Trump's accusation, for which he offered no evidence, came after Rep. Devin Nunes - the chairman of the House Intelligence Committee who stepped aside from the committee's Trump-Russia probe earlier this month - bypassed his committee to brief Trump on classified executive-branch reports he said showed that members of the transition team had been swept up in government surveillance.
Trump, who tweeted in early March that President Barack Obama had illegally wiretapped Trump Tower phones, said afterward that he felt "somewhat vindicated" by Nunes' findings. But Nunes reiterated in multiple press conferences that there was still no evidence to suggest that Trump or his team had ever been surveilled illegally.
Nunes' office said in a later statement that the California congressman had been investigating "the possible improper unmasking of names of US citizens," but that investigation was ultimately fruitless.
A senior Republican aide and another US official briefed on the documents told NBC on Monday that they had found no evidence of any wrongdoing.
"It was all completely normal," the US official said.
A source of concern has been why some of Trump's associates who had been caught up in the surveillance and later unmasked, such as former National Security Adviser Michael Flynn, had their names leaked to the press.

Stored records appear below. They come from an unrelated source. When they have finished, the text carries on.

//! # Access Key Reconciler
//!
//! Manages service access keys owned by the root user.
//!
//! Listing is two-phase: `svcacct list` yields identifiers only, so each key is
//! enriched with its own `svcacct info` call. A failed detail call leaves that
//! key's detail empty instead of failing the listing. Existence checks re-run
//! the full listing every time.

use crate::error::AdminError;
use crate::mc::{json, CommandRunner, McCommand, RemovalCommand, ServiceAccountAdd};
use crate::reconciler::types::{
    AccessKey, AccessKeyDetail, AccessKeyListEntry, CreatedAccessKey, DeleteOutcome, NewAccessKey,
};
use tracing::{debug, error, info, warn};

/// Reconciler for service access keys under one alias and root user
#[derive(Debug)]
pub struct AccessKeyReconciler<R: CommandRunner> {
    runner: R,
    alias: String,
    root_user: String,
    fallback_name: String,
}

impl<R: CommandRunner> AccessKeyReconciler<R> {
    pub fn new(
        runner: R,
        alias: impl Into<String>,
        root_user: impl Into<String>,
        fallback_name: impl Into<String>,
    ) -> Self {
        Self {
            runner,
            alias: alias.into(),
            root_user: root_user.into(),
            fallback_name: fallback_name.into(),
        }
    }

    /// List service accounts and enrich each with its detail record
    ///
    /// Returns an empty list (and logs the error) when the bulk listing fails.
    /// Records without an `accessKey` are skipped with a warning.
    pub async fn list(&self) -> Vec<AccessKey> {
        let command = McCommand::service_account_list(&self.alias, &self.root_user);
        let output = match self.runner.run(&command).await.and_then(|o| o.into_result(&command)) {
            Ok(output) => output,
            Err(e) => {
                error!("❌ Failed to list access keys: {}", e);
                return Vec::new();
            }
        };

        let entries = json::parse_lines::<AccessKeyListEntry>(&output.stdout);
        let mut keys = Vec::with_capacity(entries.len());
        for entry in entries {
            let Some(access_key) = entry.access_key.filter(|k| !k.is_empty()) else {
                warn!("Skipping service account record without an accessKey");
                continue;
            };
            let detail = self.fetch_detail(&access_key).await;
            keys.push(AccessKey { access_key, detail });
        }
        keys
    }

    async fn fetch_detail(&self, access_key: &str) -> Option<AccessKeyDetail> {
        let command = McCommand::service_account_info(&self.alias, access_key);
        let output = match self.runner.run(&command).await.and_then(|o| o.into_result(&command)) {
            Ok(output) => output,
            Err(e) => {
                warn!("Could not fetch detail for access key '{}': {}", access_key, e);
                return None;
            }
        };

        if output.stdout.trim().is_empty() {
            debug!("Empty detail response for access key '{}'", access_key);
            return None;
        }

        match json::parse_document::<AccessKeyDetail>(&command, &output.stdout) {
            Ok(detail) => Some(detail),
            Err(e) => {
                warn!("{}", e);
                None
            }
        }
    }

    /// Whether `access_key` appears in a fresh listing
    pub async fn exists(&self, access_key: &str) -> bool {
        self.list()
            .await
            .iter()
            .any(|key| key.access_key == access_key)
    }

    /// Create a service access key
    ///
    /// Empty fields count as not supplied. Returns `Ok(None)` without calling
    /// `svcacct add` when a caller-supplied access key already exists. Without
    /// a name, the configured fallback name is used so the key is never left
    /// unnamed.
    pub async fn create(
        &self,
        request: &NewAccessKey,
    ) -> Result<Option<CreatedAccessKey>, AdminError> {
        let access_key = supplied(request.access_key.as_deref());

        if let Some(access_key) = access_key {
            if self.exists(access_key).await {
                info!("ℹ️  Access key '{}' already exists", access_key);
                return Ok(None);
            }
        }

        let add = ServiceAccountAdd {
            access_key,
            secret_key: supplied(request.secret_key.as_ref().map(|s| s.as_str())),
            name: supplied(request.name.as_deref()).unwrap_or(self.fallback_name.as_str()),
            description: supplied(request.description.as_deref()),
        };
        let command = McCommand::service_account_add(&self.alias, &self.root_user, &add);

        let output = self
            .runner
            .run(&command)
            .await
            .and_then(|o| o.into_result(&command))
            .inspect_err(|e| error!("❌ Failed to create access key: {}", e))?;

        let created = json::parse_document::<CreatedAccessKey>(&command, &output.stdout)
            .inspect_err(|e| error!("❌ Failed to parse access key creation response: {}", e))?;

        info!("✅ Access key '{}' created", created.access_key);
        Ok(Some(created))
    }

    /// Delete `access_key` if it exists
    ///
    /// Tries the current `svcacct remove` first and the legacy
    /// `accesskey remove` second; the legacy failure is reported if both fail.
    pub async fn delete(&self, access_key: &str) -> Result<DeleteOutcome, AdminError> {
        if !self.exists(access_key).await {
            warn!("⚠️  Access key '{}' does not exist", access_key);
            return Ok(DeleteOutcome::AlreadyAbsent);
        }

        let [primary, legacy] = RemovalCommand::ORDER;
        let result = match self.remove(primary, access_key).await {
            Ok(()) => Ok(primary),
            Err(e) => {
                warn!(
                    "Access key removal via '{}' failed, retrying with '{}': {}",
                    primary.as_str(),
                    legacy.as_str(),
                    e
                );
                self.remove(legacy, access_key).await.map(|()| legacy)
            }
        };

        match result {
            Ok(variant) => {
                info!("✅ Access key '{}' deleted ({})", access_key, variant.as_str());
                Ok(DeleteOutcome::Deleted)
            }
            Err(e) => {
                error!("❌ Failed to delete access key '{}': {}", access_key, e);
                Err(e)
            }
        }
    }

    async fn remove(&self, variant: RemovalCommand, access_key: &str) -> Result<(), AdminError> {
        let command = variant.command(&self.alias, access_key);
        self.runner
            .run(&command)
            .await
            .and_then(|o| o.into_result(&command))
            .map(|_| ())
    }

    /// The listed record for `access_key`, if present
    pub async fn detail(&self, access_key: &str) -> Option<AccessKey> {
        self.list()
            .await
            .into_iter()
            .find(|key| key.access_key == access_key)
    }
}

fn supplied(value: Option<&str>) -> Option<&str> {
    value.filter(|v| !v.is_empty())
}
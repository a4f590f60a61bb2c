//! Common test utilities for reconciler integration tests
//!
//! Provides an in-memory `mc` ([`FakeCluster`]), a closure-driven runner
//! ([`ScriptedRunner`]) and a connectivity check stub.

#![allow(dead_code, reason = "each test binary uses a subset of these helpers")]

use async_trait::async_trait;
use minio_reconciler::config::Settings;
use minio_reconciler::mc::{CommandOutput, CommandRunner, McCommand};
use minio_reconciler::probe::ConnectivityProbe;
use minio_reconciler::AdminError;
use serde_json::json;
use std::collections::{BTreeMap, HashMap};
use std::sync::atomic::{AtomicUsize, Ordering};
use std::sync::{Arc, Mutex};

pub const ALIAS: &str = "myminio";
pub const ROOT_USER: &str = "minioadmin";

/// Settings pointing at a local cluster, with `overrides` applied on top
pub fn settings_with(overrides: &[(&str, &str)]) -> Settings {
    let mut env: HashMap<String, String> = [
        ("MINIO_ENDPOINT", "http://localhost:9000"),
        ("MINIO_ROOT_USER", ROOT_USER),
        ("MINIO_ROOT_PASSWORD", "minioadmin-secret"),
    ]
    .into_iter()
    .map(|(k, v)| (k.to_string(), v.to_string()))
    .collect();
    for (k, v) in overrides {
        env.insert((*k).to_string(), (*v).to_string());
    }
    Settings::from_lookup(|key| env.get(key).cloned()).unwrap()
}

pub fn settings() -> Settings {
    settings_with(&[])
}

pub fn success(stdout: &str) -> CommandOutput {
    CommandOutput {
        success: true,
        code: Some(0),
        stdout: stdout.to_string(),
        stderr: String::new(),
    }
}

pub fn failure(stderr: &str) -> CommandOutput {
    CommandOutput {
        success: false,
        code: Some(1),
        stdout: String::new(),
        stderr: stderr.to_string(),
    }
}

type Handler = Box<dyn Fn(&[String]) -> CommandOutput + Send + Sync>;

/// Runner that answers every call with a closure and records the arguments
pub struct ScriptedRunner {
    handler: Handler,
    calls: Arc<Mutex<Vec<Vec<String>>>>,
}

impl ScriptedRunner {
    pub fn new<F>(handler: F) -> Self
    where
        F: Fn(&[String]) -> CommandOutput + Send + Sync + 'static,
    {
        Self {
            handler: Box::new(handler),
            calls: Arc::new(Mutex::new(Vec::new())),
        }
    }

    /// Runner whose every call succeeds with empty output
    pub fn succeeding() -> Self {
        Self::new(|_| success(""))
    }

    pub fn calls(&self) -> Vec<Vec<String>> {
        self.calls.lock().unwrap().clone()
    }
}

#[async_trait]
impl CommandRunner for ScriptedRunner {
    async fn run(&self, command: &McCommand) -> Result<CommandOutput, AdminError> {
        self.calls.lock().unwrap().push(command.args().to_vec());
        Ok((self.handler)(command.args()))
    }
}

/// Runner whose `mc` binary cannot be started
#[derive(Default)]
pub struct UnstartableRunner {
    attempts: AtomicUsize,
}

impl UnstartableRunner {
    pub fn attempts(&self) -> usize {
        self.attempts.load(Ordering::SeqCst)
    }
}

#[async_trait]
impl CommandRunner for UnstartableRunner {
    async fn run(&self, _command: &McCommand) -> Result<CommandOutput, AdminError> {
        self.attempts.fetch_add(1, Ordering::SeqCst);
        Err(AdminError::ToolSpawn {
            program: "/usr/local/bin/mc".to_string(),
            source: std::io::Error::new(std::io::ErrorKind::NotFound, "No such file or directory"),
        })
    }
}

/// A service access key held by [`FakeCluster`]
#[derive(Debug, Clone)]
pub struct FakeKey {
    pub access_key: String,
    pub name: Option<String>,
    pub description: Option<String>,
    pub status: String,
}

#[derive(Default)]
struct ClusterState {
    /// Bucket name -> whether it holds objects
    buckets: BTreeMap<String, bool>,
    keys: Vec<FakeKey>,
    /// Argument prefixes that fail with the given stderr
    failures: Vec<(Vec<String>, String)>,
    calls: Vec<Vec<String>>,
    generated: usize,
}

/// In-memory stand-in for `mc` talking to a MinIO cluster
///
/// Interprets the argument vectors the reconcilers issue and keeps buckets
/// and service accounts in memory.
#[derive(Default)]
pub struct FakeCluster {
    state: Mutex<ClusterState>,
}

impl FakeCluster {
    pub fn new() -> Self {
        Self::default()
    }

    pub fn with_bucket(self, name: &str) -> Self {
        self.state.lock().unwrap().buckets.insert(name.to_string(), false);
        self
    }

    /// A bucket that `rb` only removes with `--force`
    pub fn with_nonempty_bucket(self, name: &str) -> Self {
        self.state.lock().unwrap().buckets.insert(name.to_string(), true);
        self
    }

    pub fn with_key(self, access_key: &str, name: Option<&str>, description: Option<&str>) -> Self {
        self.state.lock().unwrap().keys.push(FakeKey {
            access_key: access_key.to_string(),
            name: name.map(ToString::to_string),
            description: description.map(ToString::to_string),
            status: "on".to_string(),
        });
        self
    }

    /// Fail every call whose arguments start with `prefix`
    pub fn fail_on(self, prefix: &[&str], stderr: &str) -> Self {
        self.state.lock().unwrap().failures.push((
            prefix.iter().map(ToString::to_string).collect(),
            stderr.to_string(),
        ));
        self
    }

    pub fn bucket_names(&self) -> Vec<String> {
        self.state.lock().unwrap().buckets.keys().cloned().collect()
    }

    pub fn keys(&self) -> Vec<FakeKey> {
        self.state.lock().unwrap().keys.clone()
    }

    pub fn calls(&self) -> Vec<Vec<String>> {
        self.state.lock().unwrap().calls.clone()
    }

    /// Number of recorded calls whose arguments start with `prefix`
    pub fn count_calls(&self, prefix: &[&str]) -> usize {
        self.calls()
            .iter()
            .filter(|args| starts_with(args, prefix))
            .count()
    }
}

fn starts_with(args: &[String], prefix: &[&str]) -> bool {
    args.len() >= prefix.len() && args.iter().zip(prefix).all(|(a, p)| a == p)
}

/// `myminio/logs/` -> `logs`, `myminio/` -> ``
fn bucket_of(target: &str) -> &str {
    target
        .split_once('/')
        .map_or("", |(_, rest)| rest.trim_end_matches('/'))
}

fn flag<'a>(args: &'a [&'a str], name: &str) -> Option<&'a str> {
    args.iter()
        .position(|a| *a == name)
        .and_then(|i| args.get(i + 1))
        .copied()
}

impl ClusterState {
    fn handle(&mut self, args: &[&str]) -> CommandOutput {
        match args {
            ["alias", "set", ..] => success(""),
            ["ls", target, "--json"] => {
                let bucket = bucket_of(target);
                if bucket.is_empty() {
                    let lines: Vec<String> = self
                        .buckets
                        .keys()
                        .map(|name| {
                            json!({
                                "status": "success",
                                "type": "folder",
                                "lastModified": "2024-05-01T10:00:00Z",
                                "size": 0,
                                "key": format!("{name}/"),
                            })
                            .to_string()
                        })
                        .collect();
                    success(&lines.join("\n"))
                } else if self.buckets.contains_key(bucket) {
                    success("")
                } else {
                    failure(&format!(
                        "mc: <ERROR> Unable to list folder. Bucket `{bucket}` does not exist."
                    ))
                }
            }
            ["mb", path] => {
                let bucket = bucket_of(path).to_string();
                if self.buckets.contains_key(&bucket) {
                    failure("mc: <ERROR> Unable to make bucket. Your previous request to create the named bucket succeeded and you already own it.")
                } else {
                    self.buckets.insert(bucket, false);
                    success("")
                }
            }
            ["rb", path, rest @ ..] => {
                let bucket = bucket_of(path);
                let force = rest.contains(&"--force");
                match self.buckets.get(bucket).copied() {
                    None => failure("mc: <ERROR> Unable to validate target. Bucket does not exist."),
                    Some(true) if !force => {
                        failure("mc: <ERROR> Failed to remove bucket. The bucket you tried to delete is not empty.")
                    }
                    Some(_) => {
                        self.buckets.remove(bucket);
                        success("")
                    }
                }
            }
            ["admin", "user", "svcacct", "list", _, _, "--json"] => {
                let lines: Vec<String> = self
                    .keys
                    .iter()
                    .map(|k| json!({"status": "success", "accessKey": k.access_key}).to_string())
                    .collect();
                success(&lines.join("\n"))
            }
            ["admin", "user", "svcacct", "info", _, key, "--json"] => {
                match self.keys.iter().find(|k| k.access_key == *key) {
                    Some(k) => success(
                        &json!({
                            "status": "success",
                            "accessKey": k.access_key,
                            "parentUser": ROOT_USER,
                            "accountStatus": k.status,
                            "name": k.name,
                            "description": k.description,
                            "expiration": "1970-01-01T00:00:00Z",
                        })
                        .to_string(),
                    ),
                    None => failure("mc: <ERROR> Unable to get information of the specified service account."),
                }
            }
            ["admin", "user", "svcacct", "add", _, _, rest @ ..] => {
                let access_key = match flag(rest, "--access-key") {
                    Some(key) => key.to_string(),
                    None => {
                        self.generated += 1;
                        format!("GENERATEDKEY{:04}", self.generated)
                    }
                };
                if self.keys.iter().any(|k| k.access_key == access_key) {
                    return failure("mc: <ERROR> Unable to add a new service account. The specified service account already exists.");
                }
                let secret_key = flag(rest, "--secret-key").map_or_else(
                    || format!("generated-secret-for-{access_key}"),
                    ToString::to_string,
                );
                self.keys.push(FakeKey {
                    access_key: access_key.clone(),
                    name: flag(rest, "--name").map(ToString::to_string),
                    description: flag(rest, "--description").map(ToString::to_string),
                    status: "on".to_string(),
                });
                success(
                    &json!({
                        "status": "success",
                        "accessKey": access_key,
                        "secretKey": secret_key,
                        "expiration": "1970-01-01T00:00:00Z",
                    })
                    .to_string(),
                )
            }
            ["admin", "user", "svcacct", "remove", _, key] | ["admin", "accesskey", "remove", _, key] => {
                let before = self.keys.len();
                self.keys.retain(|k| k.access_key != *key);
                if self.keys.len() < before {
                    success("")
                } else {
                    failure("mc: <ERROR> Unable to remove the service account.")
                }
            }
            _ => failure(&format!("mc: <ERROR> unknown command: {}", args.join(" "))),
        }
    }
}

#[async_trait]
impl CommandRunner for FakeCluster {
    async fn run(&self, command: &McCommand) -> Result<CommandOutput, AdminError> {
        let mut state = self.state.lock().unwrap();
        state.calls.push(command.args().to_vec());

        if let Some((_, stderr)) = state
            .failures
            .iter()
            .find(|(prefix, _)| command.args().starts_with(prefix))
        {
            return Ok(failure(stderr));
        }

        let args: Vec<&str> = command.args().iter().map(String::as_str).collect();
        Ok(state.handle(&args))
    }
}

/// Probe stub with a fixed answer
#[derive(Default)]
pub struct StubProbe {
    reachable: bool,
    checks: AtomicUsize,
}

impl StubProbe {
    pub fn reachable() -> Self {
        Self {
            reachable: true,
            checks: AtomicUsize::new(0),
        }
    }

    pub fn unreachable() -> Self {
        Self::default()
    }

    pub fn checks(&self) -> usize {
        self.checks.load(Ordering::SeqCst)
    }
}

#[async_trait]
impl ConnectivityProbe for StubProbe {
    async fn check(&self, _settings: &Settings) -> bool {
        self.checks.fetch_add(1, Ordering::SeqCst);
        self.reachable
    }
}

But Rice did not unmask Flynn's name, the Wall Street Journal reported recently, leaving open the question of how The Washington Post learned of Flynn's numerous conversations with Russia's ambassador to the US, Sergei Kislyak, after the election.
National-security experts and former intelligence officials from both Republican and Democratic administrations told Business Insider earlier this month that Rice's requests to unmask US persons were neither unusual nor against the law.

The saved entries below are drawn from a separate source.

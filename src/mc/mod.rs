//! # mc Runner
//!
//! Executes the MinIO client (`mc`), the only path through which the
//! reconciler mutates the cluster.
//!
//! Calls are strictly sequential and block until the child exits; no timeout
//! is applied.

use crate::config::Settings;
use crate::error::AdminError;
use async_trait::async_trait;
use std::path::{Path, PathBuf};
use std::process::{Output, Stdio};
use tracing::debug;

pub mod commands;
pub mod json;

pub use commands::{McCommand, RemovalCommand, ServiceAccountAdd};

/// Captured result of one `mc` invocation
#[derive(Debug, Clone, Default, PartialEq, Eq)]
pub struct CommandOutput {
    /// Whether the process exited with status 0
    pub success: bool,
    pub code: Option<i32>,
    pub stdout: String,
    pub stderr: String,
}

impl CommandOutput {
    /// Convert a non-zero exit into [`AdminError::ExternalTool`]
    pub fn into_result(self, command: &McCommand) -> Result<CommandOutput, AdminError> {
        if self.success {
            Ok(self)
        } else {
            Err(AdminError::ExternalTool {
                command: command.to_string(),
                code: self.code,
                stderr: self.stderr.trim().to_string(),
            })
        }
    }
}

impl From<Output> for CommandOutput {
    fn from(output: Output) -> Self {
        Self {
            success: output.status.success(),
            code: output.status.code(),
            stdout: String::from_utf8_lossy(&output.stdout).to_string(),
            stderr: String::from_utf8_lossy(&output.stderr).to_string(),
        }
    }
}

/// Trait for executing `mc` (allows mocking in tests)
///
/// A non-zero exit is not an error at this level; only failing to start the
/// process is.
#[async_trait]
pub trait CommandRunner: Send + Sync {
    async fn run(&self, command: &McCommand) -> Result<CommandOutput, AdminError>;
}

#[async_trait]
impl<T: CommandRunner + ?Sized> CommandRunner for &T {
    async fn run(&self, command: &McCommand) -> Result<CommandOutput, AdminError> {
        (**self).run(command).await
    }
}

/// Runner that spawns the real `mc` binary
#[derive(Debug, Clone)]
pub struct McRunner {
    program: PathBuf,
}

impl McRunner {
    /// Resolve `binary` (a name on `PATH` or a path) to an executable
    pub fn new(binary: &str) -> Result<Self, AdminError> {
        let program = which::which(binary).map_err(|e| AdminError::ToolSpawn {
            program: binary.to_string(),
            source: std::io::Error::new(std::io::ErrorKind::NotFound, e.to_string()),
        })?;
        debug!("Resolved mc binary: {}", program.display());
        Ok(Self { program })
    }

    pub fn from_settings(settings: &Settings) -> Result<Self, AdminError> {
        Self::new(&settings.mc_binary)
    }

    #[must_use]
    pub fn program(&self) -> &Path {
        &self.program
    }
}

#[async_trait]
impl CommandRunner for McRunner {
    async fn run(&self, command: &McCommand) -> Result<CommandOutput, AdminError> {
        debug!(command = %command, "Executing mc");

        let output = tokio::process::Command::new(&self.program)
            .args(command.args())
            .stdin(Stdio::null())
            .stdout(Stdio::piped())
            .stderr(Stdio::piped())
            .kill_on_drop(true)
            .output()
            .await
            .map_err(|source| AdminError::ToolSpawn {
                program: self.program.display().to_string(),
                source,
            })?;

        let output = CommandOutput::from(output);
        debug!(
            command = %command,
            exit_code = ?output.code,
            "mc finished"
        );
        Ok(output)
    }
}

"The identities of US persons may be released under two circumstances: 1) the identity is needed to make sense of the intercept; 2) if a crime is involved in the conversation," said Robert Deitz, a former senior counselor to the CIA director and former general counsel at the National Security Agency.
"Any senior official who receives the underlying intelligence may request these identities," Deitz said, noting that while "the bar for obtaining the identity is not particularly high, it must come from a senior official, and the reason cannot simply be raw curiosity."
Paul Pillar, a 28-year veteran of the CIA and former executive assistant to the CIA's deputy director for intelligence, said Rice's unmasking requests could likely be viewed as routine and expected of high-level intelligence officials.
"There is an unavoidable tension between, on one hand, restricting information to protect the privacy of US persons and, on the other hand, sharing enough information with the consumers of intelligence so that the intelligence report in question is comprehensible and useful," Pillar said in an email.
"This whole story strikes me as just more of the effort to divert attention from the issue of the relations that Trump and his associates have had with Russia," Pillar said, "and as part of the diversion to try to suggest impropriety of some sort on the part of the Obama administration."